For target encoding:

```python
encoder = AdvancedEncoder(method="target")
df_encoded = encoder.fit_transform(df, columns=["CategoryCol"], target="TargetColumn")
```

---

### 3. Scaling (`scaling.py`)

Scale numerical features using StandardScaler, MinMaxScaler, RobustScaler, or PowerTransformer.

```python
from advprep.scaling import AdvancedScaler

scaler = AdvancedScaler(method="minmax")
df_scaled = scaler.fit_transform(df)
```

---

### 4. Feature Engineering (`feature_engineering.py`)

Create new features like date parts or polynomial features.

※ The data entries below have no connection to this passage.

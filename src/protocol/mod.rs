//! WFIREX4 wire protocol
//!
//! Every request is a frame:
//!   0xAA | PayloadLen(2,BE) | Payload(N) | CRC8(1)
//!
//! Payloads start with an opcode. Sending an IR code uses
//! `11 00 | CodeLen(2,BE) | Code(N)`; learning and sensor reads are
//! bare one-byte opcodes. Responses are only checked for the 0xAA
//! header; the firmware's checksums are not verified on the way in.

mod crc;

pub use crc::checksum;

use bytes::{Buf, BufMut, BytesMut};

use crate::error::{DeviceError, Result};

/// Frame header byte
pub const HEADER: u8 = 0xAA;

/// Opcode prefix of a send-IR-code payload
pub const OPCODE_SEND: [u8; 2] = [0x11, 0x00];
pub const OPCODE_LEARN: u8 = 0x12;
pub const OPCODE_TELEMETRY: u8 = 0x18;

/// Learn trigger, `AA 00 01 12 6C`
pub const LEARN_REQUEST: [u8; 5] = [HEADER, 0x00, 0x01, OPCODE_LEARN, 0x6C];

/// Sensor read request, `AA 00 01 18 50`
pub const TELEMETRY_REQUEST: [u8; 5] = [HEADER, 0x00, 0x01, OPCODE_TELEMETRY, 0x50];

/// Smallest sensor response that carries every field
pub const TELEMETRY_MIN_LEN: usize = 12;

/// Bytes stripped from a learn response to get the IR code
/// (header, length and opcode framing)
pub const LEARN_PREFIX_LEN: usize = 8;

/// An encoded request frame
#[derive(Debug, Clone, PartialEq, Eq)]
pub struct Frame {
    payload: Vec<u8>,
    payload_len: u16,
    checksum: u8,
}

impl Frame {
    /// Serialize to wire bytes
    pub fn to_bytes(&self) -> Vec<u8> {
        let mut buf = BytesMut::with_capacity(4 + self.payload.len());
        buf.put_u8(HEADER);
        buf.put_u16(self.payload_len);
        buf.put_slice(&self.payload);
        buf.put_u8(self.checksum);
        buf.to_vec()
    }
}

fn length_field(len: usize, what: &str) -> Result<u16> {
    u16::try_from(len).map_err(|_| {
        DeviceError::InvalidCode(format!(
            "{} of {} bytes exceeds the {} byte frame limit",
            what,
            len,
            u16::MAX
        ))
    })
}

/// Build a frame around `payload`
///
/// Fails if the payload does not fit the 16-bit length field.
pub fn encode(payload: &[u8]) -> Result<Frame> {
    Ok(Frame {
        payload_len: length_field(payload.len(), "payload")?,
        payload: payload.to_vec(),
        checksum: checksum(payload),
    })
}

/// Payload for transmitting an IR code
pub fn command_payload(code: &[u8]) -> Result<Vec<u8>> {
    let code_len = length_field(code.len(), "IR code")?;
    let mut buf = BytesMut::with_capacity(4 + code.len());
    buf.put_slice(&OPCODE_SEND);
    buf.put_u16(code_len);
    buf.put_slice(code);
    Ok(buf.to_vec())
}

/// Wire bytes of the frame that transmits `code`
pub fn command_frame(code: &[u8]) -> Result<Vec<u8>> {
    Ok(encode(&command_payload(code)?)?.to_bytes())
}

/// A device response that passed the header check
#[derive(Debug, Clone, PartialEq, Eq)]
pub struct Response {
    pub raw: Vec<u8>,
}

impl Response {
    /// Declared payload length, if the response is long enough to carry one
    pub fn declared_len(&self) -> Option<u16> {
        (self.raw.len() >= 3).then(|| u16::from_be_bytes([self.raw[1], self.raw[2]]))
    }

    /// Payload bytes following header and length, trailing checksum excluded
    ///
    /// Uses the declared length when the buffer holds it, otherwise
    /// everything after the length field.
    pub fn payload(&self) -> &[u8] {
        if self.raw.len() < 3 {
            return &[];
        }
        let body = &self.raw[3..];
        match self.declared_len() {
            Some(len) if (len as usize) <= body.len() => &body[..len as usize],
            _ => body,
        }
    }
}

/// Accept a response if it is non-empty and starts with the header byte
pub fn decode(raw: &[u8]) -> Result<Response> {
    match raw.first() {
        None => Err(DeviceError::Format("empty response".to_string())),
        Some(&HEADER) => Ok(Response { raw: raw.to_vec() }),
        Some(other) => Err(DeviceError::Format(format!(
            "unexpected header byte 0x{:02x}",
            other
        ))),
    }
}

/// Raw sensor fields from a telemetry response
#[derive(Debug, Clone, Copy, PartialEq, Eq)]
pub struct Telemetry {
    /// Humidity in 0.1 %
    pub humidity_raw: u16,
    /// Temperature in 0.1 °C
    pub temperature_raw: u16,
    /// Illuminance in lx
    pub illuminance: u16,
    /// Signal activity, 0-255
    pub activity: u8,
}

impl Telemetry {
    /// Parse a sensor response
    ///
    /// Accepts anything of at least 12 bytes starting with 0xAA; the
    /// declared length is not cross-checked.
    pub fn parse(data: &[u8]) -> Result<Self> {
        if data.len() < TELEMETRY_MIN_LEN {
            return Err(DeviceError::Format(format!(
                "sensor response too short: {} bytes (minimum {})",
                data.len(),
                TELEMETRY_MIN_LEN
            )));
        }
        let response = decode(data)?;

        let mut buf = &response.raw[5..TELEMETRY_MIN_LEN];
        let humidity_raw = buf.get_u16();
        let temperature_raw = buf.get_u16();
        let illuminance = buf.get_u16();
        let activity = buf.get_u8();

        Ok(Telemetry {
            humidity_raw,
            temperature_raw,
            illuminance,
            activity,
        })
    }
}

/// Extract the learned IR code (hex) from a learn response
pub fn learned_code(data: &[u8]) -> Result<String> {
    let response = decode(data)
        .map_err(|_| DeviceError::Learn("unexpected response".to_string()))?;
    let code = response
        .raw
        .get(LEARN_PREFIX_LEN..)
        .map(hex::encode)
        .unwrap_or_default();
    Ok(code)
}
//! Viewer configuration and modality-specific rules.

pub mod presets;

use std::path::Path;

use serde::{Deserialize, Serialize};

use crate::error::{Result, ViewerError};
use crate::grid::GridLayout;
use crate::mapper::WindowLevel;
use crate::session::SyncPolicy;

pub use presets::{SequencePreset, ViewPreset, WindowPreset};

/// Imaging modality of a study.
#[derive(Debug, Clone, Copy, PartialEq, Eq, Hash, Serialize, Deserialize)]
pub enum Modality {
    /// Magnetic Resonance Imaging
    #[serde(rename = "MRI", alias = "MR")]
    Mri,
    /// Computed Tomography
    #[serde(rename = "CT")]
    Ct,
    /// Projection radiography (CR/DX)
    #[serde(rename = "XRAY", alias = "XR", alias = "DX", alias = "CR")]
    XRay,
    /// Other/Unknown
    #[serde(rename = "OTHER")]
    Other,
}

impl Modality {
    /// Parse modality from a DICOM modality string or catalog label.
    pub fn from_dicom_string(s: &str) -> Self {
        match s.trim().to_uppercase().as_str() {
            "MR" | "MRI" => Modality::Mri,
            "CT" => Modality::Ct,
            "CR" | "DX" | "DR" | "XR" | "XRAY" | "X-RAY" => Modality::XRay,
            _ => Modality::Other,
        }
    }

    /// Numeric window presets offered for this modality.
    ///
    /// MRI has none: its sequence presets are informational only.
    pub fn window_presets(&self) -> &'static [WindowPreset] {
        match self {
            Modality::Ct => presets::CT_WINDOW_PRESETS,
            _ => &[],
        }
    }

    /// Look up a window preset by id.
    pub fn window_preset(&self, id: &str) -> Option<&'static WindowPreset> {
        self.window_presets()
            .iter()
            .find(|p| p.id.eq_ignore_ascii_case(id))
    }

    /// Sequence presets (MRI only).
    pub fn sequence_presets(&self) -> &'static [SequencePreset] {
        match self {
            Modality::Mri => presets::MRI_SEQUENCE_PRESETS,
            _ => &[],
        }
    }

    /// View presets (X-ray only).
    pub fn view_presets(&self) -> &'static [ViewPreset] {
        match self {
            Modality::XRay => presets::XRAY_VIEW_PRESETS,
            _ => &[],
        }
    }
}

impl std::fmt::Display for Modality {
    fn fmt(&self, f: &mut std::fmt::Formatter<'_>) -> std::fmt::Result {
        let name = match self {
            Modality::Mri => "MRI",
            Modality::Ct => "CT",
            Modality::XRay => "XRAY",
            Modality::Other => "OTHER",
        };
        write!(f, "{}", name)
    }
}

/// Configuration for the viewport engine.
#[derive(Debug, Clone, Serialize, Deserialize)]
#[serde(default)]
pub struct ViewerConfig {
    /// Maximum number of decoded frames kept in the decode cache.
    pub cache_capacity: usize,
    /// Worker threads used for decoding.
    pub decode_threads: usize,
    /// Grid layout when a session starts.
    pub initial_layout: GridLayout,
    /// Whether slice/window actions are shared across cells.
    pub sync_policy: SyncPolicy,
    /// Whether AI overlays start visible.
    pub show_ai_overlay: bool,
    /// Screen-space tolerance for hit-testing strokes and points.
    pub hit_tolerance_px: f64,
    /// Screen radius of point detection markers.
    pub point_detection_radius_px: f64,
    /// Window applied to every cell on study load.
    pub default_window: WindowLevel,
}

impl Default for ViewerConfig {
    fn default() -> Self {
        Self {
            cache_capacity: 32,
            decode_threads: num_cpus::get(),
            initial_layout: GridLayout::Single,
            sync_policy: SyncPolicy::Independent,
            show_ai_overlay: false,
            hit_tolerance_px: 6.0,
            point_detection_radius_px: 20.0,
            default_window: WindowLevel::default(),
        }
    }
}

impl ViewerConfig {
    /// Parse a configuration from TOML text. Missing keys take defaults.
    pub fn from_toml_str(text: &str) -> Result<Self> {
        let config: ViewerConfig = toml::from_str(text)?;
        config.validate()?;
        Ok(config)
    }

    /// Load a configuration file.
    pub fn load<P: AsRef<Path>>(path: P) -> Result<Self> {
        let path = path.as_ref();
        let text = std::fs::read_to_string(path).map_err(|e| {
            ViewerError::Config(format!("Failed to read {}: {}", path.display(), e))
        })?;
        log::debug!("Loaded viewer config from {}", path.display());
        Self::from_toml_str(&text)
    }

    /// Serialize to TOML.
    pub fn to_toml_string(&self) -> Result<String> {
        toml::to_string_pretty(self).map_err(|e| ViewerError::Config(e.to_string()))
    }

    /// Check value ranges.
    pub fn validate(&self) -> Result<()> {
        if self.cache_capacity == 0 {
            return Err(ViewerError::Config("cache_capacity must be at least 1".into()));
        }
        if self.decode_threads == 0 {
            return Err(ViewerError::Config("decode_threads must be at least 1".into()));
        }
        if self.hit_tolerance_px < 0.0 || self.point_detection_radius_px <= 0.0 {
            return Err(ViewerError::Config("hit geometry must be positive".into()));
        }
        self.default_window
            .validate()
            .map_err(|e| ViewerError::Config(format!("default_window: {}", e)))
    }
}

#[cfg(test)]
mod tests {
    use super::*;

    #[test]
    fn test_modality_detection() {
        assert_eq!(Modality::from_dicom_string("MR"), Modality::Mri);
        assert_eq!(Modality::from_dicom_string(" ct "), Modality::Ct);
        assert_eq!(Modality::from_dicom_string("DX"), Modality::XRay);
        assert_eq!(Modality::from_dicom_string("US"), Modality::Other);
    }

    #[test]
    fn test_presets_scoped_by_modality() {
        let brain = Modality::Ct.window_preset("brain").unwrap();
        assert_eq!((brain.width, brain.center), (80.0, 40.0));
        let bone = Modality::Ct.window_preset("Bone").unwrap();
        assert_eq!((bone.width, bone.center), (2500.0, 480.0));

        assert!(Modality::Mri.window_presets().is_empty());
        assert!(!Modality::Mri.sequence_presets().is_empty());
        assert!(Modality::XRay.view_presets().iter().any(|p| p.invert));
    }

    #[test]
    fn test_config_defaults() {
        let config = ViewerConfig::default();
        assert_eq!(config.cache_capacity, 32);
        assert_eq!(config.default_window, WindowLevel { width: 400.0, center: 40.0 });
        assert_eq!(config.sync_policy, SyncPolicy::Independent);
        assert!(config.validate().is_ok());
    }

    #[test]
    fn test_config_from_toml() {
        let config = ViewerConfig::from_toml_str(
            r#"
            cache_capacity = 8
            sync_policy = "linked"
            initial_layout = "2x2"

            [default_window]
            width = 80.0
            center = 40.0
            "#,
        )
        .unwrap();

        assert_eq!(config.cache_capacity, 8);
        assert_eq!(config.sync_policy, SyncPolicy::Linked);
        assert_eq!(config.initial_layout, GridLayout::Quad);
        assert_eq!(config.default_window.width, 80.0);
        assert_eq!(config.hit_tolerance_px, 6.0);
    }

    #[test]
    fn test_config_rejects_bad_values() {
        assert!(ViewerConfig::from_toml_str("cache_capacity = 0").is_err());
        assert!(ViewerConfig::from_toml_str("[default_window]\nwidth = 0.0\ncenter = 1.0").is_err());
        assert!(ViewerConfig::from_toml_str("cache_capacity = \"many\"").is_err());
    }

    #[test]
    fn test_config_toml_roundtrip() {
        let config = ViewerConfig {
            decode_threads: 2,
            ..Default::default()
        };
        let text = config.to_toml_string().unwrap();
        let parsed = ViewerConfig::from_toml_str(&text).unwrap();
        assert_eq!(parsed.decode_threads, 2);
    }
}
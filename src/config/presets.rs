//! Modality preset tables offered to the control surface.

use crate::mapper::WindowLevel;

/// Named CT window.
#[derive(Debug, Clone, Copy, PartialEq)]
pub struct WindowPreset {
    /// Stable identifier.
    pub id: &'static str,
    /// Display name.
    pub name: &'static str,
    /// Window width in HU.
    pub width: f64,
    /// Window center (level) in HU.
    pub center: f64,
}

impl WindowPreset {
    /// The preset as a window.
    pub fn window(&self) -> WindowLevel {
        WindowLevel {
            width: self.width,
            center: self.center,
        }
    }
}

/// MRI sequence descriptor. Display-only, not an intensity remap.
#[derive(Debug, Clone, Copy, PartialEq)]
pub struct SequencePreset {
    /// Stable identifier.
    pub id: &'static str,
    /// Display name.
    pub name: &'static str,
    /// Repetition time (ms).
    pub tr_ms: u32,
    /// Echo time (ms).
    pub te_ms: u32,
    /// What the sequence highlights.
    pub description: &'static str,
}

/// X-ray view mode.
#[derive(Debug, Clone, Copy, PartialEq)]
pub struct ViewPreset {
    /// Stable identifier.
    pub id: &'static str,
    /// Display name.
    pub name: &'static str,
    /// Short description.
    pub description: &'static str,
    /// Whether selecting this view inverts the display.
    pub invert: bool,
}

/// CT window presets.
pub const CT_WINDOW_PRESETS: &[WindowPreset] = &[
    WindowPreset { id: "brain", name: "Brain", width: 80.0, center: 40.0 },
    WindowPreset { id: "subdural", name: "Subdural", width: 200.0, center: 75.0 },
    WindowPreset { id: "stroke", name: "Stroke", width: 8.0, center: 32.0 },
    WindowPreset { id: "bone", name: "Bone", width: 2500.0, center: 480.0 },
    WindowPreset { id: "lung", name: "Lung", width: 1500.0, center: -600.0 },
    WindowPreset { id: "mediastinum", name: "Mediastinum", width: 350.0, center: 50.0 },
    WindowPreset { id: "abdomen", name: "Abdomen", width: 350.0, center: 40.0 },
    WindowPreset { id: "liver", name: "Liver", width: 150.0, center: 30.0 },
    WindowPreset { id: "soft-tissue", name: "Soft Tissue", width: 400.0, center: 40.0 },
];

/// MRI sequence presets.
pub const MRI_SEQUENCE_PRESETS: &[SequencePreset] = &[
    SequencePreset { id: "t1", name: "T1-Weighted", tr_ms: 450, te_ms: 15, description: "Anatomy" },
    SequencePreset { id: "t2", name: "T2-Weighted", tr_ms: 4000, te_ms: 100, description: "Edema/Fluid" },
    SequencePreset { id: "flair", name: "FLAIR", tr_ms: 9000, te_ms: 120, description: "Suppress CSF" },
    SequencePreset { id: "dwi", name: "Diffusion", tr_ms: 3000, te_ms: 80, description: "Ischemia" },
    SequencePreset { id: "pd", name: "Proton Density", tr_ms: 2000, te_ms: 20, description: "Tissue contrast" },
    SequencePreset { id: "t1-gad", name: "T1 + Gad", tr_ms: 450, te_ms: 15, description: "Enhancement" },
];

/// X-ray view presets.
pub const XRAY_VIEW_PRESETS: &[ViewPreset] = &[
    ViewPreset { id: "standard", name: "Standard", description: "Default view", invert: false },
    ViewPreset { id: "bone", name: "Bone Enhancement", description: "Enhance bone structures", invert: false },
    ViewPreset { id: "soft", name: "Soft Tissue", description: "Enhance soft tissue", invert: false },
    ViewPreset { id: "inverted", name: "Inverted", description: "Negative image", invert: true },
];

#[cfg(test)]
mod tests {
    use super::*;

    #[test]
    fn test_preset_windows_are_valid() {
        for preset in CT_WINDOW_PRESETS {
            assert!(preset.window().validate().is_ok(), "{}", preset.id);
        }
    }

    #[test]
    fn test_preset_ids_unique() {
        let mut ids: Vec<_> = CT_WINDOW_PRESETS.iter().map(|p| p.id).collect();
        ids.sort_unstable();
        ids.dedup();
        assert_eq!(ids.len(), CT_WINDOW_PRESETS.len());
    }
}
#[cfg(test)]
mod tests {
    use super::*;
    use crate::catalog::{FrameAddress, Orientation, SeriesDescriptor, StudyReference};
    use crate::config::Modality;
    use crate::decoder::test_support::gray_png;
    use crate::decoder::{FrameDecoder, MemoryFetcher};
    use crate::events::{ChannelEvents, EngineEvent};

    const WAIT: Duration = Duration::from_secs(5);

    fn series(id: &str, slices: usize) -> SeriesDescriptor {
        let frames = (0..slices).map(|i| FrameAddress::new(format!("{}/{}", id, i))).collect();
        SeriesDescriptor::new(id, id, Orientation::Axial, frames).unwrap()
    }

    fn fixture(ids: &[&str], slices: usize) -> (GridCoordinator, SessionState) {
        let fetcher = MemoryFetcher::new();
        for id in ids {
            for i in 0..slices {
                fetcher.insert(format!("{}/{}", id, i), gray_png(4, 4, i as u8 * 10));
            }
        }
        let decoder = Arc::new(FrameDecoder::new(Arc::new(fetcher), 16));
        let worker = DecodeWorker::new(decoder, 2).unwrap();
        let mut grid = GridCoordinator::new(worker);

        let study = StudyReference::new(
            "study",
            Modality::Mri,
            ids.iter().map(|id| series(id, slices)).collect(),
        )
        .unwrap();
        let mut session = SessionState::default();
        grid.dispatch(&mut session, Action::OpenStudy(study)).unwrap();
        (grid, session)
    }

    #[test]
    fn test_layout_cell_counts() {
        let counts: Vec<_> = GridLayout::ALL.iter().map(|l| l.cell_count()).collect();
        assert_eq!(counts, vec![1, 2, 4, 9]);
        assert_eq!("2x2".parse::<GridLayout>().unwrap(), GridLayout::Quad);
        assert!("4x4".parse::<GridLayout>().is_err());
        assert_eq!(serde_json::to_string(&GridLayout::SideBySide).unwrap(), "\"1x2\"");
    }

    #[test]
    fn test_cell_rects_cover_surface() {
        let layout = GridLayout::Nine;
        let last = layout.cell_rect(8, 100, 50).unwrap();
        assert_eq!(last, CellRect { x: 66, y: 32, width: 34, height: 18 });
        assert_eq!(
            GridLayout::SideBySide.cell_rect(1, 100, 50),
            Some(CellRect { x: 50, y: 0, width: 50, height: 50 })
        );
        assert!(layout.cell_rect(9, 100, 50).is_none());
    }

    #[test]
    fn test_open_study_loads_every_cell() {
        let (mut grid, mut session) = fixture(&["t1"], 3);
        grid.set_layout(&mut session, GridLayout::SideBySide).unwrap();
        assert!(grid.wait_idle(WAIT));
        assert!(grid
            .viewports()
            .iter()
            .all(|v| v.status() == &ViewportStatus::Displaying));
    }

    #[test]
    fn test_grid_resize_discards_state() {
        let (mut grid, mut session) = fixture(&["a", "b", "c", "d"], 2);
        grid.set_layout(&mut session, GridLayout::Quad).unwrap();
        for (cell, id) in ["a", "b", "c", "d"].iter().enumerate() {
            grid.dispatch(
                &mut session,
                Action::AssignSeries { viewport: cell, series_id: id.to_string() },
            )
            .unwrap();
        }
        assert!(grid.wait_idle(WAIT));
        let before: Vec<_> = grid.viewports().iter().map(|v| v.target().unwrap().0.to_string()).collect();
        assert_eq!(before, vec!["a", "b", "c", "d"]);

        grid.set_layout(&mut session, GridLayout::Single).unwrap();
        assert_eq!(grid.viewports().len(), 1);
        grid.set_layout(&mut session, GridLayout::Quad).unwrap();
        assert!(grid.wait_idle(WAIT));

        let after: Vec<_> = grid.viewports().iter().map(|v| v.target().unwrap()).collect();
        assert_eq!(after, vec![("a", 0), ("a", 0), ("a", 0), ("a", 0)]);
        assert!(session.viewports()[1..]
            .iter()
            .all(|c| c.window == session.default_window() && c.slice_index == 0));
    }

    #[test]
    fn test_only_current_slice_displayed() {
        let (mut grid, mut session) = fixture(&["ax"], 10);
        grid.dispatch(&mut session, Action::SetSlice(5)).unwrap();
        grid.dispatch(&mut session, Action::SetSlice(6)).unwrap();
        assert!(grid.wait_idle(WAIT));

        let viewport = grid.viewport(0).unwrap();
        assert_eq!(viewport.target(), Some(("ax", 6)));
        assert_eq!(viewport.frame().unwrap().samples.get(0), Some(60.0));
    }

    #[test]
    fn test_failure_isolated_to_one_cell() {
        let (mut grid, mut session) = fixture(&["good"], 2);
        let broken = StudyReference::new(
            "study",
            Modality::Mri,
            vec![series("good", 2), series("missing", 2)],
        )
        .unwrap();
        grid.dispatch(&mut session, Action::OpenStudy(broken)).unwrap();
        grid.set_layout(&mut session, GridLayout::SideBySide).unwrap();
        grid.dispatch(
            &mut session,
            Action::AssignSeries { viewport: 1, series_id: "missing".into() },
        )
        .unwrap();
        assert!(grid.wait_idle(WAIT));

        assert_eq!(grid.viewport(0).unwrap().status(), &ViewportStatus::Displaying);
        assert_eq!(grid.failed_viewports(), vec![1]);
        match grid.viewport(1).unwrap().status() {
            ViewportStatus::Error { series_id, slice_index, .. } => {
                assert_eq!((series_id.as_str(), *slice_index), ("missing", 0));
            }
            other => panic!("unexpected {:?}", other),
        }
    }

    #[test]
    fn test_display_change_does_not_redecode() {
        let (mut grid, mut session) = fixture(&["ax"], 2);
        assert!(grid.wait_idle(WAIT));
        let changes = grid
            .dispatch(&mut session, Action::SetWindowLevel { width: 80.0, center: 40.0 })
            .unwrap();
        assert_eq!(changes, vec![SessionChange::Display { viewport: 0 }]);
        assert!(grid.is_idle());
        assert_eq!(grid.viewport(0).unwrap().window().width, 80.0);

        grid.resize(300, 200);
        assert!(grid.is_idle());
        assert_eq!(grid.viewport(0).unwrap().screen_size(), (300, 200));
    }

    #[test]
    fn test_session_changes_published() {
        let fetcher = MemoryFetcher::new().with_frame("x/0", gray_png(2, 2, 0));
        let decoder = Arc::new(FrameDecoder::new(Arc::new(fetcher), 4));
        let (events, receiver) = ChannelEvents::new();
        let mut grid = GridCoordinator::new(DecodeWorker::new(decoder, 1).unwrap()).with_events(Arc::new(events));
        let mut session = SessionState::default();

        grid.dispatch(&mut session, Action::ToggleOverlay).unwrap();
        assert_eq!(
            receiver.try_recv().unwrap(),
            EngineEvent::Session(SessionChange::OverlayVisibility { visible: true })
        );
    }
}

Extract date/time features:

```python
from advprep.feature_engineering import FeatureEngineer

df_features = FeatureEngineer.extract_date_features(df, date_column="OrderDate")
```

Generate polynomial features:

```python
df_poly = FeatureEngineer.generate_polynomial_features(df, columns=["Feature1", "Feature2"], degree=3)
```

---

### 5. Pipeline (`pipeline.py`)

Combine multiple preprocessing steps into a single pipeline for easy and repeatable workflows.

```python
from advprep.imputation import AdvancedImputer
from advprep.encoding import AdvancedEncoder
from advprep.scaling import AdvancedScaler
from advprep.pipeline import PreprocessingPipeline

pipeline = PreprocessingPipeline(steps=[
    AdvancedImputer(method="median"),
    AdvancedEncoder(method="onehot"),
    AdvancedScaler(method="standard")
])

df_processed = pipeline.fit_transform(df)
```

---

## Notes

* For target encoding, always provide the target column name when fitting.
* Date columns must be parseable by `pd.to_datetime` for date feature extraction.
* By default, most methods operate on all suitable columns (numeric for imputation/scaling, categorical for encoding). You can specify `columns` to limit processing.
* The pipeline applies the steps sequentially to the DataFrame.
* The iterative imputer uses Bayesian Ridge by default and requires scikit-learn version supporting it.
* `category_encoders` is required